Restate every record exactly, with nothing skipped.
── Information shown ──
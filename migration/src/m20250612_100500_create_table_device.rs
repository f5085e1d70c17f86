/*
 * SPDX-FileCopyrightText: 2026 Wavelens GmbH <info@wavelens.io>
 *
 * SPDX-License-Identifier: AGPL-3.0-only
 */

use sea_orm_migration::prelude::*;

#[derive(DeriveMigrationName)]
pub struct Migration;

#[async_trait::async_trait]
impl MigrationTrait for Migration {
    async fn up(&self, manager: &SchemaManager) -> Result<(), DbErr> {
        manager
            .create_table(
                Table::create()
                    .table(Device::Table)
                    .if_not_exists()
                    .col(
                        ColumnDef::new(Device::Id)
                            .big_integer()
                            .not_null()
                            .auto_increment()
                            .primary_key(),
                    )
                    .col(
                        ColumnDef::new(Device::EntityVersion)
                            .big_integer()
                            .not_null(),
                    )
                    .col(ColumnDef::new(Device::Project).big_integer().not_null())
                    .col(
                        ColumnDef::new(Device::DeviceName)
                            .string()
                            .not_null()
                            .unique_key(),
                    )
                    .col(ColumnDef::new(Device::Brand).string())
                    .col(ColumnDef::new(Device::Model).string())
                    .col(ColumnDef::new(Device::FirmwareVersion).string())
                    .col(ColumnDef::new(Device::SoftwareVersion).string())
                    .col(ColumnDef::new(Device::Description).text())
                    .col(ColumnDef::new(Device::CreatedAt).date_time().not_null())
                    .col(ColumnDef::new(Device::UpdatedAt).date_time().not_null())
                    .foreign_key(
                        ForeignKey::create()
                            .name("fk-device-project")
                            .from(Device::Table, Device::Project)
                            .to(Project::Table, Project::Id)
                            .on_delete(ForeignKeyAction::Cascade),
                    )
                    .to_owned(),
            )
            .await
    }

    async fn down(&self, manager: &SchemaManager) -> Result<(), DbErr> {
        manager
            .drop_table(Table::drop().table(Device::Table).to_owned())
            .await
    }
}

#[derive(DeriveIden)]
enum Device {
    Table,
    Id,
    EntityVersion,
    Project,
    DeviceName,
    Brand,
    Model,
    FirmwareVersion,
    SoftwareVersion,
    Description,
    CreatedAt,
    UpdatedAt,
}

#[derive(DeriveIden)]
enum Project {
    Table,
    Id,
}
───
Answer space ::
filename migration/src/m20250612_100500_create_table_device.rs
repository f5085e1d70c17f86
/*
 * SPDX-FileCopyrightText: 2026 Wavelens GmbH <info@wavelens.io>
 *
 * SPDX-License-Identifier: AGPL-3.0-only
 */

use sea_orm_migration::prelude::*;

#[derive(DeriveMigrationName)]
pub struct Migration;

#[async_trait::async_trait]
impl MigrationTrait for Migration {
    async fn up(&self, manager: &SchemaManager) -> Result<(), DbErr> {
        manager
            .create_table(
                Table::create()
                    .table(Device::Table)
                    .if_not_exists()
                    .col(
                        ColumnDef::new(Device::Id)
                            .big_integer()
                            .not_null()
                            .auto_increment()
                            .primary_key(),
                    )
                    .col(
                        ColumnDef::new(Device::EntityVersion)
                            .big_integer()
                            .not_null(),
                    )
                    .col(ColumnDef::new(Device::Project).big_integer().not_null())
                    .col(
                        ColumnDef::new(Device::DeviceName)
                            .string()
                            .not_null()
                            .unique_key(),
                    )
                    .col(ColumnDef::new(Device::Brand).string())
                    .col(ColumnDef::new(Device::Model).string())
                    .col(ColumnDef::new(Device::FirmwareVersion).string())
                    .col(ColumnDef::new(Device::SoftwareVersion).string())
                    .col(ColumnDef::new(Device::Description).text())
                    .col(ColumnDef::new(Device::CreatedAt).date_time().not_null())
                    .col(ColumnDef::new(Device::UpdatedAt).date_time().not_null())
                    .foreign_key(
                        ForeignKey::create()
                            .name("fk-device-project")
                            .from(Device::Table, Device::Project)
                            .to(Project::Table, Project::Id)
                            .on_delete(ForeignKeyAction::Cascade),
                    )
                    .to_owned(),
            )
            .await
    }

    async fn down(&self, manager: &SchemaManager) -> Result<(), DbErr> {
        manager
            .drop_table(Table::drop().table(Device::Table).to_owned())
            .await
    }
}

#[derive(DeriveIden)]
enum Device {
    Table,
    Id,
    EntityVersion,
    Project,
    DeviceName,
    Brand,
    Model,
    FirmwareVersion,
    SoftwareVersion,
    Description,
    CreatedAt,
    UpdatedAt,
}

#[derive(DeriveIden)]
enum Project {
    Table,
    Id,
}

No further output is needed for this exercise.